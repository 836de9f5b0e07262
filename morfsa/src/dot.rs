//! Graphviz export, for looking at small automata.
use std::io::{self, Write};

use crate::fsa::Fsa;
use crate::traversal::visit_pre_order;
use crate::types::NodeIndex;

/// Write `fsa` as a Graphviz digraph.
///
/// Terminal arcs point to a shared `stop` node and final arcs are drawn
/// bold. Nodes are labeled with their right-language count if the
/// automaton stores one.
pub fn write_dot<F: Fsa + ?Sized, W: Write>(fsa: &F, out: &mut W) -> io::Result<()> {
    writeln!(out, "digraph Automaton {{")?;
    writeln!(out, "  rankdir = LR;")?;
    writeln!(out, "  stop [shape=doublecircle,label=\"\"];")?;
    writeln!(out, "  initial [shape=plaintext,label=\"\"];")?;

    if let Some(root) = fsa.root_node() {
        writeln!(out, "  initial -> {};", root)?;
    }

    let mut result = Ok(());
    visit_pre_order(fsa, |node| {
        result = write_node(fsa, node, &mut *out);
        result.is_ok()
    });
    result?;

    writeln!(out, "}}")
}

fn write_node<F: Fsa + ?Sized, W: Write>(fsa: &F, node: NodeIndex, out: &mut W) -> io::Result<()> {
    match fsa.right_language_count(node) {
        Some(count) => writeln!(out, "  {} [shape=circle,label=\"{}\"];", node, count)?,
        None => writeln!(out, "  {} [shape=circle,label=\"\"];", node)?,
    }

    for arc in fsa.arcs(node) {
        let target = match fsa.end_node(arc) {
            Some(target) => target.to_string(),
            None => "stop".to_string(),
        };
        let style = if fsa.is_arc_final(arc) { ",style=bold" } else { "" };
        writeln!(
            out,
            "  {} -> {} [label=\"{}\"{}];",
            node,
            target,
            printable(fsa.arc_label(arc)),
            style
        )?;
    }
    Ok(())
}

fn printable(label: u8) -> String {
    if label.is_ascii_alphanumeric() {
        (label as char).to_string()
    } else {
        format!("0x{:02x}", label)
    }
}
• • • • • • •
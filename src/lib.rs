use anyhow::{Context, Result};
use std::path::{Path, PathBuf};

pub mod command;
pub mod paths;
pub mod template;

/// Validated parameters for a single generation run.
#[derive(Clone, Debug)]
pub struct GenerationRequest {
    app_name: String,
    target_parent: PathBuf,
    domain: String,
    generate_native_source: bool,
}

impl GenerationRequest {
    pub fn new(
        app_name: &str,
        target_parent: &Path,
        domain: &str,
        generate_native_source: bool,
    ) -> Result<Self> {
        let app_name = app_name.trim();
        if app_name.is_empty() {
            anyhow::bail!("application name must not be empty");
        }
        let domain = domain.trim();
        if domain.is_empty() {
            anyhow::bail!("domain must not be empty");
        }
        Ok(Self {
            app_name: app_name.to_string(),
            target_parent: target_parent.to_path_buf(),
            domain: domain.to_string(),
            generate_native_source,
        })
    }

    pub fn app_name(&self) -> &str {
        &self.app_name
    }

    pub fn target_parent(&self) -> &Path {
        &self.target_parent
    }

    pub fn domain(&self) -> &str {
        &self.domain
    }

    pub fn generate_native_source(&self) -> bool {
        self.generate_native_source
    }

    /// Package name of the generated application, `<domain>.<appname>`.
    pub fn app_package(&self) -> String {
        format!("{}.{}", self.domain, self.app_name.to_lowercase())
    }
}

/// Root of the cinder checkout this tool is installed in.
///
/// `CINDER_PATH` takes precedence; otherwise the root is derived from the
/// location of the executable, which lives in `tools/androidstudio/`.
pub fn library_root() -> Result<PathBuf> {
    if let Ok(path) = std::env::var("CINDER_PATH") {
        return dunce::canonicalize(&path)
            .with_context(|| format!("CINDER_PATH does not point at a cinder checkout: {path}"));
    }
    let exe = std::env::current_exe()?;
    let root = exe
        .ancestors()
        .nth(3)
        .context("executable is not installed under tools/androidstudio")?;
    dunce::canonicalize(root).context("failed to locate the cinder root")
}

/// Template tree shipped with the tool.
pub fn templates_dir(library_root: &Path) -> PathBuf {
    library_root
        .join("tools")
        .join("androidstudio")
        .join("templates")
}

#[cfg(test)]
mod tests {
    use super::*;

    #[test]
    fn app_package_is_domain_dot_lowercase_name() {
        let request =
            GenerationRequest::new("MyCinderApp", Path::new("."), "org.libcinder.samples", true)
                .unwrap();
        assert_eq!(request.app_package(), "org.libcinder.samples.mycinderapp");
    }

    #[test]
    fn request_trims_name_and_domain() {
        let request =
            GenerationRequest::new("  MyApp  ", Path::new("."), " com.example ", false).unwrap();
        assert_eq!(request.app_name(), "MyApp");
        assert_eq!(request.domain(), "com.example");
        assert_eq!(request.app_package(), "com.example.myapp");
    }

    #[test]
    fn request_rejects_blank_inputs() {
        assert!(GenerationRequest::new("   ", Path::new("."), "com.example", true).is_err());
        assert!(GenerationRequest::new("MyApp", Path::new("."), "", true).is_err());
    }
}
• • • • • • •
*Work required*. Examine the records and pull out every line where the string "bail" occurs.

*Response to the task*.
            anyhow::bail!("application name must not be empty");
            anyhow::bail!("domain must not be empty");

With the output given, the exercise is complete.